My goodness, it seems like just yesterday when I was sitting with veteran teachers during lunch and listening to their conversations. These teachers loved working with kids. They respected their students and took their students' learning very seriously. I was a newbie to the profession. I remember listening to their conversations around district and state initiatives. They often spoke about the cyclical nature of education. They used a train metaphor. They often joked that if you missed the whole language train, don't worry, it'll be coming around again and you can hop on then.
I'm definitely not a full blown skeptic yet but I have to say that when I hear ed. leaders using a lot of buzz words I tend to indulge in a mental eye roll. That is not to say that I don't whole-heartedly support some of the practices that stand behind the buzz-words. For example, "Growth Mindset" is all the rage in education. If you go to Pinterest you will lose your mind when you see all the teacher created resources, mostly super-cute, to support growth mindset teaching in the classroom. I certainly do think that it is important to have a growth mindset when you're a learner. But is this really something new? Is it actually something that can be taught or cultivated? Can you achieve a growth mindset in all students with an adorable bulletin board or by reading clever picture books about smart characters who overcame obstacles because they had a growth mindset? I'm not saying that you can't but I'm wondering if we aren't paying a disproportionate amount of attention to something that the best teachers have always done well, with little to do. I'm pretty sure that even Carol Dweck would acknowledge that the best teachers have been cultivating a growth mindset in their classrooms FOREVER.

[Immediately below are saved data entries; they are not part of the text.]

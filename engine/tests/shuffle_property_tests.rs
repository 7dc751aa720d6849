//! Shuffle property tests: randomized checks of the engine invariants.
//!
//! Tests verify:
//! - Roster text survives parse then encode
//! - Co-occurrence counts are symmetric
//! - Group rounds partition the roster into balanced groups
//! - Order rounds are permutations with pins honored
//! - Role rounds keep every member exactly once

use std::collections::HashMap;

use proptest::prelude::*;
use rand::rngs::StdRng;
use rand::SeedableRng;
use shuffly_engine::codec::{self, MemberEntry, RoundTag};
use shuffly_engine::{assign_groups, assign_order, assign_roles, overlap, GroupSettings};

fn name_strategy() -> impl Strategy<Value = String> {
    "[A-Za-z][a-z]{0,7}"
}

fn entry_strategy() -> impl Strategy<Value = MemberEntry> {
    tagged_entry(name_strategy(), 20, 'Z')
}

/// Entries drawn from a small tag space, so members share and repeat tags
fn crowded_entry() -> impl Strategy<Value = MemberEntry> {
    tagged_entry("[A-E]", 4, 'C')
}

fn tagged_entry(
    names: impl Strategy<Value = String>,
    max_round: u32,
    last_group: char,
) -> impl Strategy<Value = MemberEntry> {
    (
        names,
        prop::collection::vec((1..max_round, prop::char::range('A', last_group)), 0..5),
    )
        .prop_map(|(name, tags)| MemberEntry {
            name,
            history: tags
                .into_iter()
                .map(|(round, group)| RoundTag::new(round, group))
                .collect(),
        })
}

fn distinct_names(max: usize) -> impl Strategy<Value = Vec<String>> {
    prop::collection::hash_set(name_strategy(), 1..max).prop_map(|set| set.into_iter().collect())
}

fn counts(names: &[String]) -> HashMap<&str, usize> {
    let mut map = HashMap::new();
    for n in names {
        *map.entry(n.as_str()).or_default() += 1;
    }
    map
}

proptest! {
    #[test]
    fn prop_roster_text_round_trips(entries in prop::collection::vec(entry_strategy(), 0..12)) {
        let text = codec::encode(&entries);
        prop_assert_eq!(codec::parse(&text), entries);
    }

    #[test]
    fn prop_overlap_is_symmetric(
        entries in prop::collection::vec(crowded_entry(), 0..10),
        ignore_last in any::<bool>(),
    ) {
        let co = overlap(&entries, ignore_last);
        for a in &entries {
            for b in &entries {
                prop_assert_eq!(
                    co.get(&a.name, &b.name),
                    co.get(&b.name, &a.name),
                    "{} vs {}", a.name, b.name
                );
            }
        }
    }

    #[test]
    fn prop_groups_partition_and_balance(
        names in distinct_names(30),
        group_count in 1usize..8,
        rounds in 1usize..4,
        seed in any::<u64>(),
    ) {
        let mut rng = StdRng::seed_from_u64(seed);
        let settings = GroupSettings::with_count(group_count);
        let mut entries: Vec<MemberEntry> = names.iter().map(MemberEntry::new).collect();

        for expected_round in 1..=rounds as u32 {
            let outcome = assign_groups(&entries, &settings, &mut rng).unwrap();
            prop_assert_eq!(outcome.round, expected_round);
            prop_assert_eq!(outcome.assignment.member_count(), names.len());

            let sizes = outcome.assignment.sizes();
            let min = sizes.iter().min().copied().unwrap_or(0);
            let max = sizes.iter().max().copied().unwrap_or(0);
            prop_assert!(max - min <= 1, "unbalanced sizes {:?}", sizes);

            for name in &names {
                let hits = outcome
                    .assignment
                    .groups
                    .iter()
                    .filter(|g| g.members.iter().any(|m| &m.name == name))
                    .count();
                prop_assert_eq!(hits, 1);
            }
            prop_assert!(outcome
                .entries
                .iter()
                .all(|e| e.history.len() == expected_round as usize));
            entries = outcome.entries;
        }
    }

    #[test]
    fn prop_order_is_permutation_with_pins(
        names in distinct_names(20),
        pin in 0usize..20,
        seed in any::<u64>(),
    ) {
        let mut rng = StdRng::seed_from_u64(seed);
        let target = names[pin % names.len()].clone();
        let position = pin % names.len() + 1;
        let lines = vec![format!("{}: {}", position, target)];

        let outcome = assign_order(&names, &lines, &mut rng).unwrap();
        prop_assert!(outcome.warnings.is_empty());
        prop_assert_eq!(counts(&outcome.order), counts(&names));
        prop_assert_eq!(&outcome.order[position - 1], &target);
    }

    #[test]
    fn prop_roles_cover_every_member_once(
        names in distinct_names(20),
        roles in prop::collection::vec("[a-z]{1,6}", 1..6),
        seed in any::<u64>(),
    ) {
        let mut rng = StdRng::seed_from_u64(seed);
        let assignments = assign_roles(&names, &roles, &mut rng).unwrap();
        let got: Vec<String> = assignments.iter().map(|a| a.name.clone()).collect();
        prop_assert_eq!(counts(&got), counts(&names));
        let assigned = assignments.iter().filter(|a| a.role.is_some()).count();
        prop_assert_eq!(assigned, roles.len().min(names.len()));
    }
}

So what is this educator to do? I think it is important to stay up to date on the latest educational research. I also think it is important to have a solid, yet dynamic, educational philosophy. I'm going to keep challenging my thinking and making adjustments to my practice based on my learning. At the same time, I'm going to try not to become easily swept away by any of these buzz-word initiatives such that I'm losing sight of what is important for students. And, if I'm woefully seduced, hopefully, I'll recalibrate long before I start shelling out dollars for pretty stuff on TpT!